L’annonce fait l’effet d’une déflagration. Depuis longtemps, de nombreuses rumeurs circulaient en effet au sujet des coûts supplémentaires du projet. La seule donnée alors connue était celle d’un coût d’acquisition de 83 millions de francs, mentionné dans l’appel d’offres. Le décompte final révèle toutefois une facture «un peu plus» élevée: 104 millions de francs supplémentaires. L’ampleur des dépenses liées à l’introduction est frappante, portant le coût total à 183 millions de francs.
Septembre 2025: «De fausses rumeurs»: Berne défend Epic contre les critiques.

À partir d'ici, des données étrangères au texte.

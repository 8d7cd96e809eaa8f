//! `wikichat run`: one chat turn from the command line.
//!
//! Goes through the same orchestration path as `POST /chat` (lock,
//! provisioning, history, agent run), so the exchange shows up in the
//! user's web history afterwards.

use std::sync::Arc;

use wc_domain::config::Config;

use crate::api::index::new_session_id;
use crate::bootstrap;
use crate::runtime::run_chat_turn;

pub async fn run(
    config: Arc<Config>,
    message: String,
    user: u64,
    session: Option<String>,
) -> anyhow::Result<()> {
    let user_id = configured_user(&config, user)?;
    let message = message.trim();
    if message.is_empty() {
        anyhow::bail!("message must not be blank");
    }

    let state = bootstrap::build_app_state(config)?;
    let session_id = session.filter(|s| !s.is_empty()).unwrap_or_else(new_session_id);
    eprintln!("\x1b[2m[session: {session_id}]\x1b[0m");

    let result = run_chat_turn(&state, &user_id, &session_id, message).await;

    if let Err(e) = state.agent_sessions.flush().await {
        tracing::warn!(error = %e, "session store flush on exit failed");
    }

    let turn = result?;
    for tool in &turn.tool_calls {
        eprintln!("\x1b[2m[tool: {tool}]\x1b[0m");
    }
    println!("{}", turn.response());
    Ok(())
}

/// The external user id for a configured numeric user.
pub(crate) fn configured_user(config: &Config, user: u64) -> anyhow::Result<String> {
    if !config.auth.users.iter().any(|u| u.id == user) {
        anyhow::bail!("no user with id {user} in [[auth.users]]");
    }
    Ok(user.to_string())
}
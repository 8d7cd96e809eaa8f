//! Process-local record of provisioned agent sessions.
//!
//! A hit means the (user, session) pair was confirmed present in the agent
//! session store earlier in this process's lifetime, so the store round
//! trip can be skipped.  Entries never expire; a restart clears them and
//! provisioning simply runs again.

use std::collections::HashSet;

use parking_lot::RwLock;

/// In-memory set of provisioned `(user_id, session_id)` pairs.
#[derive(Default)]
pub struct SessionCache {
    entries: RwLock<HashSet<(String, String)>>,
}

impl SessionCache {
    pub fn new() -> Self {
        Self::default()
    }

    /// Whether this pair has already been provisioned.
    pub fn has(&self, user_id: &str, session_id: &str) -> bool {
        self.entries
            .read()
            .contains(&(user_id.to_owned(), session_id.to_owned()))
    }

    /// Record a successfully provisioned pair.  Returns `false` if it was
    /// already present.
    pub fn mark(&self, user_id: &str, session_id: &str) -> bool {
        self.entries
            .write()
            .insert((user_id.to_owned(), session_id.to_owned()))
    }

    /// Number of cached pairs (for monitoring).
    pub fn len(&self) -> usize {
        self.entries.read().len()
    }

    pub fn is_empty(&self) -> bool {
        self.entries.read().is_empty()
    }
}

#[cfg(test)]
mod tests {
    use super::*;

    #[test]
    fn mark_then_has() {
        let cache = SessionCache::new();
        assert!(!cache.has("1", "abcd1234"));
        assert!(cache.mark("1", "abcd1234"));
        assert!(cache.has("1", "abcd1234"));
    }

    #[test]
    fn mark_twice_keeps_one_entry() {
        let cache = SessionCache::new();
        cache.mark("1", "s1");
        assert!(!cache.mark("1", "s1"));
        assert_eq!(cache.len(), 1);
    }

    #[test]
    fn keys_are_scoped_by_user() {
        let cache = SessionCache::new();
        cache.mark("1", "s1");
        assert!(!cache.has("2", "s1"));
    }
}
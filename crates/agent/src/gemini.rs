//! Gemini-backed agent runner.
//!
//! One turn = one `streamGenerateContent?alt=sse` call.  The agent session
//! supplies the prior conversation; the user's message is recorded before
//! the call and the model's full answer after it, so the next turn sees
//! both.  Grounding is delegated to Gemini's built-in Google Search tool;
//! the search queries it reports surface as `ToolCall` events.

use std::collections::HashSet;
use std::sync::Arc;
use std::time::{Duration, Instant};

use futures_util::StreamExt;
use serde_json::Value;

use wc_domain::config::AgentConfig;
use wc_domain::content::{Content, ROLE_MODEL, ROLE_USER};
use wc_domain::error::{Error, Result};
use wc_domain::stream::{BoxStream, RunEvent};
use wc_domain::trace::TraceEvent;
use wc_sessions::{SessionEvent, SessionService};

use crate::definition::AgentDefinition;
use crate::runner::AgentRunner;
use crate::sse;
use crate::util::{from_reqwest, redact_url_key, resolve_api_key};

/// Tool name reported for Google Search grounding queries.
pub const GOOGLE_SEARCH_TOOL: &str = "google_search";

// ━━━━━━━━━━━━━━━━━━━━━━━━━━━━━━━━━━━━━━━━━━━━━━━━━━━━━━━━━━━━━━━━━━
// Runner
// ━━━━━━━━━━━━━━━━━━━━━━━━━━━━━━━━━━━━━━━━━━━━━━━━━━━━━━━━━━━━━━━━━━

pub struct GeminiRunner {
    app_name: String,
    definition: AgentDefinition,
    base_url: String,
    api_key: String,
    client: reqwest::Client,
    sessions: Arc<dyn SessionService>,
}

impl GeminiRunner {
    /// Build the runner from config, resolving the API key.
    pub fn from_config(cfg: &AgentConfig, sessions: Arc<dyn SessionService>) -> Result<Self> {
        let api_key = resolve_api_key(&cfg.auth)?;
        let runner = Self::new(
            &cfg.app_name,
            AgentDefinition::from_config(cfg),
            &cfg.base_url,
            api_key,
            Duration::from_secs(cfg.run_timeout_secs),
            sessions,
        )?;
        tracing::info!(
            app_name = %cfg.app_name,
            agent = %cfg.name,
            model = %cfg.model,
            google_search = cfg.google_search,
            "gemini runner ready"
        );
        Ok(runner)
    }

    pub fn new(
        app_name: &str,
        definition: AgentDefinition,
        base_url: &str,
        api_key: String,
        request_timeout: Duration,
        sessions: Arc<dyn SessionService>,
    ) -> Result<Self> {
        let client = reqwest::Client::builder()
            .timeout(request_timeout)
            .build()
            .map_err(from_reqwest)?;

        Ok(Self {
            app_name: app_name.to_owned(),
            definition,
            base_url: base_url.trim_end_matches('/').to_string(),
            api_key,
            client,
            sessions,
        })
    }

    fn stream_url(&self) -> String {
        format!(
            "{}/v1beta/models/{}:streamGenerateContent?alt=sse&key={}",
            self.base_url, self.definition.model, self.api_key
        )
    }

    /// Request body: prior session events, then the new message.
    pub(crate) fn build_body(&self, history: &[SessionEvent], new_message: &Content) -> Value {
        let mut contents: Vec<Value> = history
            .iter()
            .filter_map(|ev| content_to_gemini(&ev.content))
            .collect();
        if let Some(msg) = content_to_gemini(new_message) {
            contents.push(msg);
        }

        let mut body = serde_json::json!({ "contents": contents });

        if !self.definition.instruction.is_empty() {
            body["systemInstruction"] = serde_json::json!({
                "parts": [{ "text": self.definition.instruction }]
            });
        }
        if self.definition.google_search {
            body["tools"] = serde_json::json!([{ "google_search": {} }]);
        }
        if let Some(temp) = self.definition.temperature {
            body["generationConfig"] = serde_json::json!({ "temperature": temp });
        }

        body
    }
}

// ━━━━━━━━━━━━━━━━━━━━━━━━━━━━━━━━━━━━━━━━━━━━━━━━━━━━━━━━━━━━━━━━━━
// Wire format
// ━━━━━━━━━━━━━━━━━━━━━━━━━━━━━━━━━━━━━━━━━━━━━━━━━━━━━━━━━━━━━━━━━━

/// Text parts only; `None` when nothing is left to send.
fn content_to_gemini(content: &Content) -> Option<Value> {
    let parts: Vec<Value> = content
        .parts
        .iter()
        .filter_map(|p| p.text.as_deref())
        .filter(|t| !t.is_empty())
        .map(|t| serde_json::json!({ "text": t }))
        .collect();
    if parts.is_empty() {
        return None;
    }
    let role = if content.role == ROLE_MODEL {
        ROLE_MODEL
    } else {
        ROLE_USER
    };
    Some(serde_json::json!({ "role": role, "parts": parts }))
}

/// What one streamed `GenerateContentResponse` contributed.
#[derive(Debug, Default, PartialEq)]
pub(crate) struct Chunk {
    pub texts: Vec<String>,
    pub search_queries: Vec<String>,
    pub finish_reason: Option<String>,
    pub block_reason: Option<String>,
}

pub(crate) fn parse_chunk(data: &str) -> Result<Chunk> {
    let v: Value = serde_json::from_str(data)?;
    let mut chunk = Chunk {
        block_reason: v
            .pointer("/promptFeedback/blockReason")
            .and_then(Value::as_str)
            .map(String::from),
        ..Default::default()
    };

    let Some(candidate) = v
        .get("candidates")
        .and_then(Value::as_array)
        .and_then(|a| a.first())
    else {
        return Ok(chunk);
    };

    if let Some(parts) = candidate.pointer("/content/parts").and_then(Value::as_array) {
        for part in parts {
            // Thinking summaries are not part of the answer.
            if part.get("thought").and_then(Value::as_bool) == Some(true) {
                continue;
            }
            if let Some(text) = part.get("text").and_then(Value::as_str) {
                if !text.is_empty() {
                    chunk.texts.push(text.to_string());
                }
            }
        }
    }

    if let Some(queries) = candidate
        .pointer("/groundingMetadata/webSearchQueries")
        .and_then(Value::as_array)
    {
        chunk.search_queries = queries
            .iter()
            .filter_map(Value::as_str)
            .map(String::from)
            .collect();
    }

    chunk.finish_reason = candidate
        .get("finishReason")
        .and_then(Value::as_str)
        .map(String::from);

    Ok(chunk)
}

// ━━━━━━━━━━━━━━━━━━━━━━━━━━━━━━━━━━━━━━━━━━━━━━━━━━━━━━━━━━━━━━━━━━
// Trait implementation
// ━━━━━━━━━━━━━━━━━━━━━━━━━━━━━━━━━━━━━━━━━━━━━━━━━━━━━━━━━━━━━━━━━━

#[async_trait::async_trait]
impl AgentRunner for GeminiRunner {
    fn app_name(&self) -> &str {
        &self.app_name
    }

    fn agent_name(&self) -> &str {
        &self.definition.name
    }

    async fn run(
        &self,
        user_id: &str,
        session_id: &str,
        new_message: Content,
    ) -> Result<BoxStream<'static, RunEvent>> {
        let session = self
            .sessions
            .get_session(&self.app_name, user_id, session_id)
            .await?
            .ok_or_else(|| {
                Error::NotFound(format!("agent session {session_id} for user {user_id}"))
            })?;

        let body = self.build_body(&session.events, &new_message);
        self.sessions
            .append_event(
                &self.app_name,
                user_id,
                session_id,
                SessionEvent::new(ROLE_USER, new_message),
            )
            .await?;

        let url = self.stream_url();
        tracing::debug!(url = %redact_url_key(&url), history = session.events.len(), "gemini stream request");

        let started = Instant::now();
        let resp = self
            .client
            .post(&url)
            .header("Content-Type", "application/json")
            .json(&body)
            .send()
            .await
            .map_err(from_reqwest)?;

        let status = resp.status();
        TraceEvent::ProviderRequest {
            provider: "gemini".into(),
            model: self.definition.model.clone(),
            streaming: true,
            status: status.as_u16(),
            duration_ms: started.elapsed().as_millis() as u64,
        }
        .emit();

        if !status.is_success() {
            let err_text = resp.text().await.map_err(from_reqwest)?;
            return Err(Error::Provider {
                provider: "gemini".into(),
                message: format!("HTTP {} - {}", status.as_u16(), err_text),
            });
        }

        let sessions = self.sessions.clone();
        let app_name = self.app_name.clone();
        let agent_name = self.definition.name.clone();
        let user_id = user_id.to_owned();
        let session_id = session_id.to_owned();

        let stream = async_stream::stream! {
            let mut payloads = sse::data_stream(resp);
            let mut answer = String::new();
            let mut seen_queries: HashSet<String> = HashSet::new();
            let mut finish_reason: Option<String> = None;

            while let Some(item) = payloads.next().await {
                let chunk = match item.and_then(|data| parse_chunk(&data)) {
                    Ok(chunk) => chunk,
                    Err(e) => {
                        yield RunEvent::Error { message: e.to_string() };
                        return;
                    }
                };

                if let Some(reason) = chunk.block_reason {
                    yield RunEvent::Error { message: format!("prompt blocked by model: {reason}") };
                    return;
                }
                for query in chunk.search_queries {
                    if seen_queries.insert(query.clone()) {
                        yield RunEvent::ToolCall {
                            name: GOOGLE_SEARCH_TOOL.into(),
                            arguments: serde_json::json!({ "query": query }),
                        };
                    }
                }
                for text in chunk.texts {
                    answer.push_str(&text);
                    yield RunEvent::Partial { text };
                }
                if chunk.finish_reason.is_some() {
                    finish_reason = chunk.finish_reason;
                }
            }

            if answer.trim().is_empty() {
                match finish_reason.as_deref() {
                    Some("STOP") | None => {
                        tracing::warn!(user_id = %user_id, session_id = %session_id, "model returned no text");
                    }
                    Some(other) => {
                        yield RunEvent::Error { message: format!("model stopped without an answer: {other}") };
                    }
                }
                return;
            }

            let content = Content::model(answer);
            let recorded = sessions
                .append_event(
                    &app_name,
                    &user_id,
                    &session_id,
                    SessionEvent::new(agent_name, content.clone()),
                )
                .await;
            match recorded {
                Ok(()) => yield RunEvent::FinalResponse { content },
                Err(e) => yield RunEvent::Error { message: format!("recording agent reply: {e}") },
            }
        };

        Ok(Box::pin(stream))
    }
}
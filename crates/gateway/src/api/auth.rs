//! Bearer-token authentication middleware.
//!
//! The token in `Authorization: Bearer <token>` is resolved against the
//! configured users once per request.  Protected handlers read the caller
//! from the request extensions as [`AuthenticatedUser`].

use axum::body::Body;
use axum::extract::State;
use axum::http::{header, Request};
use axum::middleware::Next;
use axum::response::{IntoResponse, Response};

use wc_sessions::Caller;

use crate::error::ApiError;
use crate::state::AppState;

/// Reject anonymous callers with 401; otherwise attach the
/// [`AuthenticatedUser`](wc_sessions::AuthenticatedUser) to the request.
pub async fn require_user(
    State(state): State<AppState>,
    mut req: Request<Body>,
    next: Next,
) -> Response {
    let token = req
        .headers()
        .get(header::AUTHORIZATION)
        .and_then(|v| v.to_str().ok())
        .and_then(|v| v.strip_prefix("Bearer "))
        .map(str::trim);

    match state.identity.authenticate(token) {
        Caller::Authenticated(user) => {
            req.extensions_mut().insert(user);
            next.run(req).await
        }
        Caller::Anonymous => ApiError::Unauthorized.into_response(),
    }
}
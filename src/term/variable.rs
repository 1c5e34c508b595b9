//! Variable representation for patterns and rule antecedents

use std::fmt;
use std::sync::Arc;

/// A variable in a statement pattern
///
/// Variables are distinguished from constants syntactically: a variable
/// named `x` renders as `?x`. The name is stored without the `?` sigil.
#[derive(Clone, PartialEq, Eq, Hash)]
pub struct Variable {
    name: Arc<str>,
}

impl Variable {
    /// Create a variable with the given name (without the `?` sigil)
    pub fn new(name: impl Into<String>) -> Self {
        Variable {
            name: name.into().into(),
        }
    }

    /// Get the variable name
    pub fn name(&self) -> &str {
        &self.name
    }
}

impl fmt::Debug for Variable {
    fn fmt(&self, f: &mut fmt::Formatter<'_>) -> fmt::Result {
        write!(f, "?{}", self.name)
    }
}

impl fmt::Display for Variable {
    fn fmt(&self, f: &mut fmt::Formatter<'_>) -> fmt::Result {
        write!(f, "?{}", self.name)
    }
}
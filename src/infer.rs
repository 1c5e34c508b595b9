//! Forward-chaining inference engine
//!
//! Combines one fact with one rule's first antecedent at a time. Each
//! successful firing either fully satisfies a single-antecedent rule
//! (producing a derived fact) or specializes a multi-antecedent rule
//! (producing a derived rule with one antecedent consumed).
//!
//! The fix point is computed over an explicit agenda of (fact, rule) tasks
//! rather than by recursing while the collections grow: every addition
//! schedules the pairings it makes possible, and the agenda is drained
//! until empty. Termination holds because each firing strictly shrinks the
//! antecedent list and structurally-duplicate conclusions are suppressed
//! instead of re-derived.

use std::collections::VecDeque;

use log::{debug, trace, warn};
use serde::Serialize;

use crate::kb::{Fact, FactId, KnowledgeBase, Rule, RuleId, Support};
use crate::term::{instantiate, instantiate_all, Statement};
use crate::unify::match_statement;

/// The forward-chaining engine: pending inference tasks plus counters
#[derive(Debug, Default)]
pub struct InferenceEngine {
    /// Pending (fact, rule) pairings to try
    pub(crate) agenda: VecDeque<(FactId, RuleId)>,
    /// Counters for all runs so far
    pub(crate) stats: InferenceStats,
}

/// Counters describing inference activity
#[derive(Clone, Debug, Default, Serialize)]
pub struct InferenceStats {
    /// Number of (fact, rule) tasks taken off the agenda
    pub tasks_processed: usize,
    /// Number of successful unifications of a fact with a rule head
    pub rules_fired: usize,
    /// Number of new facts derived
    pub facts_derived: usize,
    /// Number of new specialized rules derived
    pub rules_derived: usize,
    /// Whether the last run drained the agenda (reached the fix point)
    pub converged: bool,
}

/// Outcome of a successful firing, before insertion
enum Derivation {
    Fact(Statement),
    Rule(Vec<Statement>, Statement),
}

impl KnowledgeBase {
    /// Counters for inference activity so far
    pub fn inference_stats(&self) -> &InferenceStats {
        &self.engine.stats
    }

    /// Schedule a fact against every existing rule
    pub(crate) fn schedule_fact(&mut self, fact: FactId) {
        for &rule in self.rules.keys() {
            self.engine.agenda.push_back((fact, rule));
        }
    }

    /// Schedule every existing fact against a rule
    pub(crate) fn schedule_rule(&mut self, rule: RuleId) {
        for &fact in self.facts.keys() {
            self.engine.agenda.push_back((fact, rule));
        }
    }

    /// Drain the agenda, firing each pending (fact, rule) task
    ///
    /// Stops early when [`KbConfig::max_steps`](crate::KbConfig::max_steps)
    /// is non-zero and exhausted, clearing the remaining tasks.
    pub(crate) fn run_agenda(&mut self) {
        let mut steps = 0;
        loop {
            if self.config.max_steps > 0
                && steps >= self.config.max_steps
                && !self.engine.agenda.is_empty()
            {
                warn!(
                    "inference stopped after {} steps with {} tasks pending",
                    steps,
                    self.engine.agenda.len()
                );
                self.engine.agenda.clear();
                self.engine.stats.converged = false;
                return;
            }

            let Some((fact, rule)) = self.engine.agenda.pop_front() else {
                break;
            };
            steps += 1;
            self.engine.stats.tasks_processed += 1;
            self.fire(fact, rule);
        }
        self.engine.stats.converged = true;
    }

    /// Attempt to combine one fact with one rule's first antecedent
    fn fire(&mut self, fact_id: FactId, rule_id: RuleId) {
        // Either entity may have been removed since the task was queued.
        let derivation = {
            let Some(fact) = self.facts.get(&fact_id) else {
                return;
            };
            let Some(rule) = self.rules.get(&rule_id) else {
                return;
            };
            trace!("attempting to infer from {} and {}", fact, rule);

            let Some(head) = rule.lhs.first() else {
                return;
            };
            let Some(bindings) = match_statement(head, &fact.statement) else {
                return;
            };

            if rule.lhs.len() == 1 {
                Derivation::Fact(instantiate(&rule.rhs, &bindings))
            } else {
                Derivation::Rule(
                    instantiate_all(&rule.lhs[1..], &bindings),
                    instantiate(&rule.rhs, &bindings),
                )
            }
        };

        let support = Support {
            fact: fact_id,
            rule: rule_id,
        };

        match derivation {
            Derivation::Fact(statement) => {
                // Fix-point termination: an existing equal fact is not
                // re-inserted and not re-scheduled.
                if self.fact_index.contains_key(&statement) {
                    return;
                }
                debug!("derived fact {}", statement);

                let new_id = self.insert_fact(Fact::derived(statement, support));
                if let Some(fact) = self.facts.get_mut(&fact_id) {
                    fact.supports_facts.insert(new_id);
                }
                if let Some(rule) = self.rules.get_mut(&rule_id) {
                    rule.supports_facts.insert(new_id);
                }

                self.engine.stats.rules_fired += 1;
                self.engine.stats.facts_derived += 1;
                self.schedule_fact(new_id);
            }
            Derivation::Rule(lhs, rhs) => {
                if self.find_rule(&lhs, &rhs).is_some() {
                    return;
                }
                debug!("derived rule with {} antecedents => {}", lhs.len(), rhs);

                let new_id = self.insert_rule(Rule::derived(lhs, rhs, support));
                if let Some(fact) = self.facts.get_mut(&fact_id) {
                    fact.supports_rules.insert(new_id);
                }
                if let Some(rule) = self.rules.get_mut(&rule_id) {
                    rule.supports_rules.insert(new_id);
                }

                self.engine.stats.rules_fired += 1;
                self.engine.stats.rules_derived += 1;
                self.schedule_rule(new_id);
            }
        }
    }
}

#[cfg(test)]
mod tests {
    use super::*;
    use crate::config::KbConfig;
    use crate::term::Term;

    fn ground(predicate: &str, args: &[&str]) -> Statement {
        Statement::new(predicate, args.iter().map(|a| Term::constant(*a)).collect())
    }

    fn var_stmt(predicate: &str, vars: &[&str]) -> Statement {
        Statement::new(predicate, vars.iter().map(|v| Term::variable(*v)).collect())
    }

    #[test]
    fn test_single_antecedent_rule_derives_fact() {
        let mut kb = KnowledgeBase::new();
        kb.assert_fact(ground("p", &["a"]));
        kb.assert_rule(vec![var_stmt("p", &["x"])], var_stmt("q", &["x"]))
            .unwrap();

        assert!(kb.contains_fact(&ground("q", &["a"])));

        let (qa_id, qa) = kb
            .facts()
            .find(|(_, f)| f.statement() == &ground("q", &["a"]))
            .unwrap();
        assert!(!qa.is_asserted());
        assert_eq!(qa.supported_by().len(), 1);

        // both supporters link back to the derived fact
        let support = qa.supported_by()[0];
        assert!(kb
            .get_fact(support.fact)
            .unwrap()
            .supports_facts()
            .any(|id| id == qa_id));
        assert!(kb
            .get_rule(support.rule)
            .unwrap()
            .supports_facts()
            .any(|id| id == qa_id));
    }

    #[test]
    fn test_fixpoint_regardless_of_insertion_order() {
        // rule first, then fact
        let mut kb = KnowledgeBase::new();
        kb.assert_rule(vec![var_stmt("p", &["x"])], var_stmt("q", &["x"]))
            .unwrap();
        kb.assert_fact(ground("p", &["a"]));
        assert!(kb.contains_fact(&ground("q", &["a"])));
        assert_eq!(kb.fact_count(), 2);

        // fact first, then rule
        let mut kb = KnowledgeBase::new();
        kb.assert_fact(ground("p", &["a"]));
        kb.assert_rule(vec![var_stmt("p", &["x"])], var_stmt("q", &["x"]))
            .unwrap();
        assert!(kb.contains_fact(&ground("q", &["a"])));
        assert_eq!(kb.fact_count(), 2);
    }

    #[test]
    fn test_duplicate_inputs_derive_once() {
        let mut kb = KnowledgeBase::new();
        kb.assert_rule(vec![var_stmt("p", &["x"])], var_stmt("q", &["x"]))
            .unwrap();
        kb.assert_rule(vec![var_stmt("p", &["x"])], var_stmt("q", &["x"]))
            .unwrap();
        kb.assert_fact(ground("p", &["a"]));
        kb.assert_fact(ground("p", &["a"]));

        let derived: Vec<_> = kb
            .facts()
            .filter(|(_, f)| f.statement() == &ground("q", &["a"]))
            .collect();
        assert_eq!(derived.len(), 1);
        assert_eq!(kb.inference_stats().facts_derived, 1);
    }

    #[test]
    fn test_chained_derivation_in_one_pass() {
        let mut kb = KnowledgeBase::new();
        kb.assert_rule(vec![var_stmt("p", &["x"])], var_stmt("q", &["x"]))
            .unwrap();
        kb.assert_rule(vec![var_stmt("q", &["x"])], var_stmt("r", &["x"]))
            .unwrap();
        // a single insertion triggers the whole chain
        kb.assert_fact(ground("p", &["a"]));

        assert!(kb.contains_fact(&ground("q", &["a"])));
        assert!(kb.contains_fact(&ground("r", &["a"])));
        assert!(kb.inference_stats().converged);
    }

    #[test]
    fn test_multi_antecedent_rule_specializes() {
        let mut kb = KnowledgeBase::new();
        kb.assert_rule(
            vec![
                Statement::new("parent", vec![Term::variable("x"), Term::variable("y")]),
                Statement::new("parent", vec![Term::variable("y"), Term::variable("z")]),
            ],
            Statement::new("grandparent", vec![Term::variable("x"), Term::variable("z")]),
        )
        .unwrap();

        kb.assert_fact(ground("parent", &["ada", "ben"]));
        // firing consumed the first antecedent: a derived single-antecedent
        // rule (parent ben ?z) => (grandparent ada ?z) now exists
        assert_eq!(kb.rule_count(), 2);
        let (_, derived) = kb.rules().find(|(_, r)| !r.is_asserted()).unwrap();
        assert_eq!(derived.lhs().len(), 1);
        assert_eq!(
            derived.lhs()[0],
            Statement::new("parent", vec![Term::constant("ben"), Term::variable("z")])
        );

        kb.assert_fact(ground("parent", &["ben", "cal"]));
        assert!(kb.contains_fact(&ground("grandparent", &["ada", "cal"])));
    }

    #[test]
    fn test_derived_rule_removed_when_premise_retracted() {
        let mut kb = KnowledgeBase::new();
        kb.assert_rule(
            vec![
                Statement::new("parent", vec![Term::variable("x"), Term::variable("y")]),
                Statement::new("parent", vec![Term::variable("y"), Term::variable("z")]),
            ],
            Statement::new("grandparent", vec![Term::variable("x"), Term::variable("z")]),
        )
        .unwrap();
        kb.assert_fact(ground("parent", &["ada", "ben"]));
        assert_eq!(kb.rule_count(), 2);

        kb.retract(&ground("parent", &["ada", "ben"])).unwrap();
        assert_eq!(kb.rule_count(), 1);
        assert!(kb.rules().all(|(_, r)| r.is_asserted()));
    }

    #[test]
    fn test_no_match_means_no_op() {
        let mut kb = KnowledgeBase::new();
        kb.assert_rule(vec![var_stmt("p", &["x"])], var_stmt("q", &["x"]))
            .unwrap();
        kb.assert_fact(ground("unrelated", &["a"]));

        assert_eq!(kb.fact_count(), 1);
        assert_eq!(kb.inference_stats().rules_fired, 0);
    }

    #[test]
    fn test_max_steps_bounds_a_run() {
        let mut kb = KnowledgeBase::with_config(KbConfig {
            max_steps: 1,
            ..KbConfig::default()
        });
        kb.assert_rule(vec![var_stmt("p", &["x"])], var_stmt("q", &["x"]))
            .unwrap();
        kb.assert_rule(vec![var_stmt("q", &["x"])], var_stmt("r", &["x"]))
            .unwrap();
        kb.assert_fact(ground("p", &["a"]));

        assert!(!kb.inference_stats().converged);
        // the chain was cut short of (r a)
        assert!(!kb.contains_fact(&ground("r", &["a"])));
    }

    #[test]
    fn test_partially_ground_fact_matches_rule() {
        let mut kb = KnowledgeBase::new();
        kb.assert_rule(
            vec![Statement::new("p", vec![Term::variable("x"), Term::constant("k")])],
            Statement::new("q", vec![Term::variable("x")]),
        )
        .unwrap();
        // the fact itself carries a variable in the first position
        kb.assert_fact(Statement::new(
            "p",
            vec![Term::variable("anything"), Term::constant("k")],
        ));

        assert_eq!(kb.inference_stats().rules_fired, 1);
        assert_eq!(kb.fact_count(), 2);
    }
}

Bernhard Pulver, président du groupe Insel, dément les rumeurs de dépassements de coûts liés au système d’information Epic.
«De telles dépenses accompagnent l’introduction de tout nouveau système, quelle que soit la solution adoptée», a pour sa part déclaré Jennifer Diedler dans les colonnes du «Berner Zeitung».

«Budget respecté»

Adrian Schmitter, président du conseil d’administration, esquisse un premier bilan: «Nous avons respecté le budget et il n’y a pas eu de coûts supplémentaires.» Une déclaration qui appelle toutefois quelques nuances: s’il confesse n’être «pas un fan d’Epic», tout en reconnaissant l’existence de plateformes informatiques plus modernes, il se dit néanmoins impressionné par les prestations du système. Et d'ajouter: «Certes, le système est cher, mais le prix devrait être justifié.»
Un peu plus d’un an auparavant, Martin Fiedler, directeur médical de l’Hôpital de l’Île, affirmait qu'une adoption généralisée d’Epic par les hôpitaux et cabinets médicaux rendrait superflu le dossier électronique du patient (DEP).
Le coût aujourd'hui dévoilé devrait, en revanche, avoir des conséquences pour de nombreux autres établissements hospitaliers de Suisse.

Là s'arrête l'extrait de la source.